Stored data entries
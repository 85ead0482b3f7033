//! Modelo de Destinatario
//!
//! Mapea la tabla `destinatario`. El borrado es lógico (`eliminado`).

use serde::{Deserialize, Serialize};
use validator::Validate;

use crate::utils::validation::{not_blank, optional_email, RUC_REGEX};

#[derive(Debug, Clone, Default, PartialEq, Serialize, Deserialize, Validate)]
pub struct Recipient {
    #[validate(regex = "RUC_REGEX")]
    pub ruc: String,

    #[validate(custom = "not_blank")]
    pub name: String,

    pub phone: String,
    pub street: String,

    #[validate(custom = "not_blank")]
    pub location_code: String,

    #[validate(custom = "optional_email")]
    pub email: String,
}
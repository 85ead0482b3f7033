//! Modelo de Traslado
//!
//! Sin fecha de fin registrada, la lectura devuelve la fecha de inicio.

use chrono::NaiveDateTime;
use serde::{Deserialize, Serialize};
use validator::Validate;

use crate::utils::validation::not_blank;

#[derive(Debug, Clone, PartialEq, Serialize, Deserialize, Validate)]
pub struct Transfer {
    #[validate(custom = "not_blank")]
    pub code: String,
    #[validate(custom = "not_blank")]
    pub waybill_code: String,
    #[validate(custom = "not_blank")]
    pub plate: String,
    #[validate(custom = "not_blank")]
    pub license: String,
    pub start: NaiveDateTime,
    pub end: Option<NaiveDateTime>,
    pub status: String,
    pub notes: String,
}

impl Transfer {
    /// Fin efectivo: la fecha de fin o, si falta, la de inicio
    pub fn effective_end(&self) -> NaiveDateTime {
        self.end.unwrap_or(self.start)
    }
}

__Activity__: Go through the records line by line, and copy each line that holds the string "validation".

__Response to this task__:
use crate::utils::validation::{not_blank, optional_email, RUC_REGEX};
use crate::utils::validation::not_blank;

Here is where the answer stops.